About this exercise: Search the records for the word "info". Copy every line where it appears.

### Data section ###

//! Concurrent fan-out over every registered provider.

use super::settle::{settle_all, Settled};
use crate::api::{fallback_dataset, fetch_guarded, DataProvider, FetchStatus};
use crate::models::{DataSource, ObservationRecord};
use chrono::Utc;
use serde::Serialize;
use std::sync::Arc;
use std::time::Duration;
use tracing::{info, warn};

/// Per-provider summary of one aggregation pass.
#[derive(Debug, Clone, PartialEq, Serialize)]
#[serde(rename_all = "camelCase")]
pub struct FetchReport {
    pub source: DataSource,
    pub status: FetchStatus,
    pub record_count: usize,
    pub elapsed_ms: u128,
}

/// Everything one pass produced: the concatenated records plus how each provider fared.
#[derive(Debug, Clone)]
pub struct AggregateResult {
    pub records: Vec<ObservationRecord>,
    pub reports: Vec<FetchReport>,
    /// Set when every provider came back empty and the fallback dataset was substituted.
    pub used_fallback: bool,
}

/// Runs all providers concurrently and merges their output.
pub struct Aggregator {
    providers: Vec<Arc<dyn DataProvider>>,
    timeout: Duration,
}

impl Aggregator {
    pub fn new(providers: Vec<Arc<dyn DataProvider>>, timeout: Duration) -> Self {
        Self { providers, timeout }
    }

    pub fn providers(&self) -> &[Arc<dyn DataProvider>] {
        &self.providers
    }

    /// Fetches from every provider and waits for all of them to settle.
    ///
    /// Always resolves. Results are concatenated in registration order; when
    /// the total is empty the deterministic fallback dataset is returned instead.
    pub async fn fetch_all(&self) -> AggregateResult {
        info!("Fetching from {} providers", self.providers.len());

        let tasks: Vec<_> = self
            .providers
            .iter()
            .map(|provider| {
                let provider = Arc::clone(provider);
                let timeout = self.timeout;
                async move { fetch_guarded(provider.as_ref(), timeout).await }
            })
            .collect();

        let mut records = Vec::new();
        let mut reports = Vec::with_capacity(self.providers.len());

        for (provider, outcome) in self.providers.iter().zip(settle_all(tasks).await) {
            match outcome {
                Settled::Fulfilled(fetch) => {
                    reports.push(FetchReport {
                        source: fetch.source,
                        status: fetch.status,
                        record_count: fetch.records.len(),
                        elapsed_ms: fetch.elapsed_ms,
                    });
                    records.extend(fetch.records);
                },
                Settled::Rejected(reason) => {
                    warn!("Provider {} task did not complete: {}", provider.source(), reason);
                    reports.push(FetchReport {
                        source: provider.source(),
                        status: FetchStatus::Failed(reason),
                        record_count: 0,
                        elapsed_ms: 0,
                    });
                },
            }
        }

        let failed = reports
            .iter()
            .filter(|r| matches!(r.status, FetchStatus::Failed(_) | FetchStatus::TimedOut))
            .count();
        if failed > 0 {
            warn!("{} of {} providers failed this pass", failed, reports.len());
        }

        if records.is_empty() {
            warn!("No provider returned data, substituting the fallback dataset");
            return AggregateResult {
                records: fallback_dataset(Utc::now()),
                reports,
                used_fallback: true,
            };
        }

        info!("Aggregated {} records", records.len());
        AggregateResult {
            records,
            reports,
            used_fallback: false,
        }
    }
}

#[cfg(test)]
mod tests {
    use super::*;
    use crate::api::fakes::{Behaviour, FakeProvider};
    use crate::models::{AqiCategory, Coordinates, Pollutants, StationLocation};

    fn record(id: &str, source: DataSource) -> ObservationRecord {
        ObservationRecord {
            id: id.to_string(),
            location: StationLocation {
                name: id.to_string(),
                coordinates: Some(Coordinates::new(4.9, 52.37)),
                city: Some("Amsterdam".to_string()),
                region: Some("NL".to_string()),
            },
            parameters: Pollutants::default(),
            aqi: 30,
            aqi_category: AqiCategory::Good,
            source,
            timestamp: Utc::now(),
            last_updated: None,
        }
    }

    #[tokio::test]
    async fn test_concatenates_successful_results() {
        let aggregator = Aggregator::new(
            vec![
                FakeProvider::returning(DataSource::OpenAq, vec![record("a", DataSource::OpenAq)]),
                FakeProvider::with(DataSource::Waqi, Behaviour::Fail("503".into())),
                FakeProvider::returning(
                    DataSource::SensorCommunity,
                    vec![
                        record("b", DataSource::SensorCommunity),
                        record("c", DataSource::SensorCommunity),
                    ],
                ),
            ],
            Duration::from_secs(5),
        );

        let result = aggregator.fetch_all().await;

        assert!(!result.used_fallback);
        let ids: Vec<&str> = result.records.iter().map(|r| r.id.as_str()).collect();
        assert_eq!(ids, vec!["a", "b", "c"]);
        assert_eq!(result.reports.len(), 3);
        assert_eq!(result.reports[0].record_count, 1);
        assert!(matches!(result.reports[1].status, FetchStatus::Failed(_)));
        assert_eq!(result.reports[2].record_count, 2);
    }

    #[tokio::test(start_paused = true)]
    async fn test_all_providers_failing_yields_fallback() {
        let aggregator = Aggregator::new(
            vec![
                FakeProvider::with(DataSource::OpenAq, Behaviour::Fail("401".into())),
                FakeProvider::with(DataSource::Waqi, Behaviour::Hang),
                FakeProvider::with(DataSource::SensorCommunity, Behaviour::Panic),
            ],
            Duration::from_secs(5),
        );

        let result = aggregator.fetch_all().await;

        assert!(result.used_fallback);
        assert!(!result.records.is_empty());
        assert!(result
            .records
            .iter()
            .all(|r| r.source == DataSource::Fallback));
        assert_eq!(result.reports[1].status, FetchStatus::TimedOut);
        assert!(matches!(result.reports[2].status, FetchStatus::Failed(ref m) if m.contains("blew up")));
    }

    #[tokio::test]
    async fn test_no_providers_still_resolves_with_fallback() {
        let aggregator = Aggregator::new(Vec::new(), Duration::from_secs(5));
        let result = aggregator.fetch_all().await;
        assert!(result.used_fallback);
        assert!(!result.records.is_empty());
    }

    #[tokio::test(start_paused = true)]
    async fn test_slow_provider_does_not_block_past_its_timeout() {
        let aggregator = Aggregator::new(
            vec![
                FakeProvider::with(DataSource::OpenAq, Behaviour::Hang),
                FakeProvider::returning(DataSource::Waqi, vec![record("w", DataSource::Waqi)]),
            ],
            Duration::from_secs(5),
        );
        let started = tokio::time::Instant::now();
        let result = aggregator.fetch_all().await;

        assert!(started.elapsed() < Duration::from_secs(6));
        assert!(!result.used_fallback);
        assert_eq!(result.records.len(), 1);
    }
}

###
### Data section ###

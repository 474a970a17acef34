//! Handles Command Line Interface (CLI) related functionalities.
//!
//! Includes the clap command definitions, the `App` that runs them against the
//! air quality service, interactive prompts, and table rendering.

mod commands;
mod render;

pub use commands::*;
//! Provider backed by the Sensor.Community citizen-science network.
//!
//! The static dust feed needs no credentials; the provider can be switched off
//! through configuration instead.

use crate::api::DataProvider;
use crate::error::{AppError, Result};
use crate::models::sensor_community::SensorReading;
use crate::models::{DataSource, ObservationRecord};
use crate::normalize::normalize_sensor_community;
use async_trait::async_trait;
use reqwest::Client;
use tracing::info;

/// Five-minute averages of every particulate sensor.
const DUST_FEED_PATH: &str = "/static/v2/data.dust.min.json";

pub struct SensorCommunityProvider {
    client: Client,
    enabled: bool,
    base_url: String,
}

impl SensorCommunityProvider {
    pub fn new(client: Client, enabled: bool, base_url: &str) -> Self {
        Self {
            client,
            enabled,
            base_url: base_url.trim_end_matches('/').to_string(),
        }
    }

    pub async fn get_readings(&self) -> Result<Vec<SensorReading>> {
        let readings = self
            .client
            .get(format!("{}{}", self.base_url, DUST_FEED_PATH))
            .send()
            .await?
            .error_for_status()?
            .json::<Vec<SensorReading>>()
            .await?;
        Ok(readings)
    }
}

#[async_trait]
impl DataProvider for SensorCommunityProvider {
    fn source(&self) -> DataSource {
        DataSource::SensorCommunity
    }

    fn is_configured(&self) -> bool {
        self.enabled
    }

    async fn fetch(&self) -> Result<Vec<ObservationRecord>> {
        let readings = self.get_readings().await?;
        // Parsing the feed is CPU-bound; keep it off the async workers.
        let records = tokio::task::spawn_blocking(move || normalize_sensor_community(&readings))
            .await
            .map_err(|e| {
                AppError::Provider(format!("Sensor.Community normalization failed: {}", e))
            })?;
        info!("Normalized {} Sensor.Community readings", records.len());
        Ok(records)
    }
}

###
### Data section ###

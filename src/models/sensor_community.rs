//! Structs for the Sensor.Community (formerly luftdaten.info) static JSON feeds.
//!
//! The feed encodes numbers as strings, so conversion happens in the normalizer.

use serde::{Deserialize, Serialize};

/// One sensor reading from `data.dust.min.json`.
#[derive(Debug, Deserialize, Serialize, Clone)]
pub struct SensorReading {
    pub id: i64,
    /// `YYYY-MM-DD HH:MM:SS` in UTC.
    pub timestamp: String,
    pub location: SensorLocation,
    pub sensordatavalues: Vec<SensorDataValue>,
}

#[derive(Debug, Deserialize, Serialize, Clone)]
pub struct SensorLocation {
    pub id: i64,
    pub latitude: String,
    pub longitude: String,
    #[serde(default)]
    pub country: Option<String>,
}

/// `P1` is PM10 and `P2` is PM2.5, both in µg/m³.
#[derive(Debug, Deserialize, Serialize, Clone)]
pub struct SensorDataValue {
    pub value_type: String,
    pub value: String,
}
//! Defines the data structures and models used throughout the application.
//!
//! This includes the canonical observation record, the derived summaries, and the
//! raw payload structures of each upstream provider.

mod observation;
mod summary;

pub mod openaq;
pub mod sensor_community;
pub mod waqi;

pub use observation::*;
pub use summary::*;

###

Solution for this task:
use tracing::{info, warn};
        info!("Fetching from {} providers", self.providers.len());
        info!("Aggregated {} records", records.len());
use tracing::info;
        info!("Normalized {} Sensor.Community readings", records.len());
//! Structs for the Sensor.Community (formerly luftdaten.info) static JSON feeds.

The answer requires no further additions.